Aeropostale Receives Offers to Buy from Sycamore Partners and Liquidators

by San Antonio Attorney

Aeropostale Inc., which filed for bankruptcy in May, got offers to buy for its business from Sycamore Partners, and also firms that liquidate businesses, as said by persons acquainted with the subject.

Versa Capital Management LLC, an investment managing firm, has not offered to buy the business, according to the sources.  Versa was preparing to submit a stalking horse bid for Aeropostale, and the retailer had been allowed by the court to pay some of the costs incurred by Versa in preparing the proposal.

On Aug. 26, Sycamore its court battle against Aeropostale, who blamed for its bankruptcy.  The retailer accused Sycamore of carrying out a “loan to own” plan and driving Aeropostale into bankruptcy.  The teen clothing retailer had sought to stop Sycamore from utilizing the $150 million it is due as credit to offer in the auction sale, but that request was denied by the judge.
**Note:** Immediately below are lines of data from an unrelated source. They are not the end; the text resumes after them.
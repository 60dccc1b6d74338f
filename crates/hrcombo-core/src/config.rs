// Configuration loading and parsing (config/hrcombo.toml).

use serde::Deserialize;
use std::path::{Path, PathBuf};
use thiserror::Error;
use tracing::info;

use crate::group::GroupSize;

/// File name of the engine configuration inside `config/` and `defaults/`.
pub const CONFIG_FILE: &str = "hrcombo.toml";

// ---------------------------------------------------------------------------
// Error types
// ---------------------------------------------------------------------------

#[derive(Debug, Error)]
pub enum ConfigError {
    #[error("config file not found: {path}")]
    FileNotFound { path: PathBuf },

    #[error("failed to read config file {path}: {source}")]
    ReadError {
        path: PathBuf,
        source: std::io::Error,
    },

    #[error("failed to parse config file {path}: {source}")]
    ParseError {
        path: PathBuf,
        source: toml::de::Error,
    },

    #[error("validation error for field `{field}`: {message}")]
    ValidationError { field: String, message: String },

    #[error("failed to initialize config from defaults: {message}")]
    DefaultsCopyError { message: String },
}

// ---------------------------------------------------------------------------
// Top-level assembled Config
// ---------------------------------------------------------------------------

/// Immutable engine configuration. Built once at startup and passed by
/// reference into every pipeline stage.
#[derive(Debug, Clone, PartialEq)]
pub struct Config {
    pub data: DataPaths,
    pub output: OutputConfig,
    pub groups: GroupsConfig,
    pub limits: LimitsConfig,
    pub scan: ScanConfig,
}

// ---------------------------------------------------------------------------
// hrcombo.toml structs
// ---------------------------------------------------------------------------

/// Raw deserialization target for the entire hrcombo.toml file.
#[derive(Debug, Clone, Deserialize)]
struct ConfigFile {
    data: DataPaths,
    output: OutputConfig,
    groups: GroupsConfig,
    #[serde(default)]
    limits: LimitsConfig,
    #[serde(default)]
    scan: ScanConfig,
}

#[derive(Debug, Clone, PartialEq, Deserialize)]
pub struct DataPaths {
    /// Root of the per-day game-data tree (searched recursively).
    pub root: String,
}

#[derive(Debug, Clone, PartialEq, Deserialize)]
pub struct OutputConfig {
    pub dir: String,
    pub latest_file: String,
    /// Also write `hr_combinations_<timestamp>.json` next to the latest file.
    #[serde(default = "default_true")]
    pub timestamped_copies: bool,
}

/// Per-size filtering and memory policy.
#[derive(Debug, Clone, Copy, PartialEq, Eq, Deserialize)]
pub struct GroupPolicy {
    /// Minimum number of distinct days a combination must appear on.
    pub min_occurrences: usize,
    /// Output size cap. `None` keeps every surviving combination.
    #[serde(default)]
    pub max_results: Option<usize>,
    /// Hard cap on subsets emitted for a single day.
    pub max_subsets_per_day: usize,
    /// Cap on distinct keys tracked during aggregation. Once reached, new
    /// keys are dropped while existing keys keep accumulating.
    #[serde(default)]
    pub max_tracked_keys: Option<usize>,
}

#[derive(Debug, Clone, Copy, PartialEq, Eq, Deserialize)]
pub struct GroupsConfig {
    pub pairs: GroupPolicy,
    pub trios: GroupPolicy,
    pub quads: GroupPolicy,
}

#[derive(Debug, Clone, Copy, PartialEq, Eq, Default, Deserialize)]
pub struct LimitsConfig {
    /// Circuit breaker: stop ingesting days once this many subsets have been
    /// emitted for one group size.
    #[serde(default)]
    pub max_total_subsets: Option<u64>,
}

#[derive(Debug, Clone, Copy, PartialEq, Eq, Default, Deserialize)]
pub struct ScanConfig {
    /// Only process the most recent N day files.
    #[serde(default)]
    pub recent_days: Option<usize>,
}

fn default_true() -> bool {
    true
}

impl GroupsConfig {
    /// Policy for one group size.
    pub fn policy(&self, size: GroupSize) -> &GroupPolicy {
        match size {
            GroupSize::Pairs => &self.pairs,
            GroupSize::Trios => &self.trios,
            GroupSize::Quads => &self.quads,
        }
    }
}

impl Default for GroupsConfig {
    fn default() -> Self {
        Self {
            pairs: GroupPolicy {
                min_occurrences: 2,
                max_results: Some(2000),
                max_subsets_per_day: 8000,
                max_tracked_keys: Some(100_000),
            },
            trios: GroupPolicy {
                min_occurrences: 2,
                max_results: Some(1000),
                max_subsets_per_day: 3000,
                max_tracked_keys: Some(50_000),
            },
            quads: GroupPolicy {
                min_occurrences: 1,
                max_results: Some(500),
                max_subsets_per_day: 1000,
                max_tracked_keys: Some(10_000),
            },
        }
    }
}

impl Config {
    /// Configuration with built-in defaults rooted at `data_root`, writing
    /// into `output_dir`. Used by tests and as a fallback for ad-hoc runs.
    pub fn with_defaults(data_root: impl Into<String>, output_dir: impl Into<String>) -> Self {
        Self {
            data: DataPaths {
                root: data_root.into(),
            },
            output: OutputConfig {
                dir: output_dir.into(),
                latest_file: "hr_combinations_latest.json".into(),
                timestamped_copies: false,
            },
            groups: GroupsConfig::default(),
            limits: LimitsConfig::default(),
            scan: ScanConfig::default(),
        }
    }

    /// Full path of the "latest" snapshot file.
    pub fn latest_path(&self) -> PathBuf {
        Path::new(&self.output.dir).join(&self.output.latest_file)
    }
}

// ---------------------------------------------------------------------------
// Loading logic
// ---------------------------------------------------------------------------

/// Load and validate configuration from `config/hrcombo.toml` relative to
/// `base_dir`.
///
/// Does not seed from `defaults/`; see [`load_config`].
pub fn load_config_from(base_dir: &Path) -> Result<Config, ConfigError> {
    let path = base_dir.join("config").join(CONFIG_FILE);
    let text = read_file(&path)?;
    parse_config(&text, &path)
}

/// Parse and validate configuration text. `origin` is only used in errors.
pub fn parse_config(text: &str, origin: &Path) -> Result<Config, ConfigError> {
    let file: ConfigFile = toml::from_str(text).map_err(|e| ConfigError::ParseError {
        path: origin.to_path_buf(),
        source: e,
    })?;

    let config = Config {
        data: file.data,
        output: file.output,
        groups: file.groups,
        limits: file.limits,
        scan: file.scan,
    };

    validate(&config)?;

    Ok(config)
}

/// Seed `config/hrcombo.toml` from `defaults/hrcombo.toml` when it is
/// missing. Returns the path written, or `None` when the config already
/// exists. An existing config is never overwritten.
pub fn ensure_config_file(base_dir: &Path) -> Result<Option<PathBuf>, ConfigError> {
    let target = base_dir.join("config").join(CONFIG_FILE);
    if target.is_file() {
        return Ok(None);
    }

    let source = base_dir.join("defaults").join(CONFIG_FILE);
    if !source.is_file() {
        return Err(ConfigError::DefaultsCopyError {
            message: format!(
                "no {} in config/ or defaults/ under {}",
                CONFIG_FILE,
                base_dir.display()
            ),
        });
    }

    if let Some(dir) = target.parent() {
        std::fs::create_dir_all(dir).map_err(|e| ConfigError::DefaultsCopyError {
            message: format!("failed to create {}: {e}", dir.display()),
        })?;
    }
    std::fs::copy(&source, &target).map_err(|e| ConfigError::DefaultsCopyError {
        message: format!("failed to copy {} to {}: {e}", source.display(), target.display()),
    })?;
    info!("seeded {} from {}", target.display(), source.display());
    Ok(Some(target))
}

/// Load `config/hrcombo.toml` under the working directory, seeding it from
/// the shipped defaults on first run.
pub fn load_config() -> Result<Config, ConfigError> {
    let cwd = std::env::current_dir().map_err(|e| ConfigError::ReadError {
        path: PathBuf::from("."),
        source: e,
    })?;
    ensure_config_file(&cwd)?;
    load_config_from(&cwd)
}

// ---------------------------------------------------------------------------
// Helpers
// ---------------------------------------------------------------------------

fn read_file(path: &Path) -> Result<String, ConfigError> {
    std::fs::read_to_string(path).map_err(|e| match e.kind() {
        std::io::ErrorKind::NotFound => ConfigError::FileNotFound {
            path: path.to_path_buf(),
        },
        _ => ConfigError::ReadError {
            path: path.to_path_buf(),
            source: e,
        },
    })
}

// ---------------------------------------------------------------------------
// Validation
// ---------------------------------------------------------------------------

/// Check cross-field constraints. Called after parsing and again by callers
/// that apply command-line overrides.
pub fn validate(config: &Config) -> Result<(), ConfigError> {
    if config.data.root.trim().is_empty() {
        return Err(ConfigError::ValidationError {
            field: "data.root".into(),
            message: "must not be empty".into(),
        });
    }

    if config.output.latest_file.trim().is_empty() {
        return Err(ConfigError::ValidationError {
            field: "output.latest_file".into(),
            message: "must not be empty".into(),
        });
    }

    for size in GroupSize::ALL {
        let policy = config.groups.policy(size);
        let section = match size {
            GroupSize::Pairs => "groups.pairs",
            GroupSize::Trios => "groups.trios",
            GroupSize::Quads => "groups.quads",
        };

        if policy.min_occurrences == 0 {
            return Err(ConfigError::ValidationError {
                field: format!("{section}.min_occurrences"),
                message: "must be >= 1".into(),
            });
        }
        if policy.max_subsets_per_day == 0 {
            return Err(ConfigError::ValidationError {
                field: format!("{section}.max_subsets_per_day"),
                message: "must be > 0".into(),
            });
        }
        if policy.max_results == Some(0) {
            return Err(ConfigError::ValidationError {
                field: format!("{section}.max_results"),
                message: "must be > 0 (omit the key for unbounded output)".into(),
            });
        }
        if policy.max_tracked_keys == Some(0) {
            return Err(ConfigError::ValidationError {
                field: format!("{section}.max_tracked_keys"),
                message: "must be > 0 (omit the key for no cap)".into(),
            });
        }
    }

    if config.limits.max_total_subsets == Some(0) {
        return Err(ConfigError::ValidationError {
            field: "limits.max_total_subsets".into(),
            message: "must be > 0 (omit the key for no cap)".into(),
        });
    }

    if config.scan.recent_days == Some(0) {
        return Err(ConfigError::ValidationError {
            field: "scan.recent_days".into(),
            message: "must be > 0 (omit the key to scan every file)".into(),
        });
    }

    Ok(())
}

// ---------------------------------------------------------------------------
// Unit tests
// ---------------------------------------------------------------------------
Aeropostale said in an official statement that it is disappointed with the decision of the court.

The deadline of submission for offers to buy the company was Aug.  25, and an auction is will be held on Aug. 29.  The plans of Sycamore for the business are still unclear.

Aeropostale also got offers for its leases, as well as its online store.

Aeropostale filed for Chapter 11 bankruptcy on May 4 amid falling sales and cutthroat rivalry from fast fashion retailers.

About 5 American teenage retailers, which include Pacific Sunwear of California Inc. and Wet Seal LLC, have declared bankruptcy since 2014, owing to the shift of young people’s spending habits.

According to earlier reports, Aeropostale plans to close down 113 stores in the U.S., plus 41 stores in Canada.

Based on its Chapter 11 filing, the company stated $354 million in assets and $390 million in liabilities.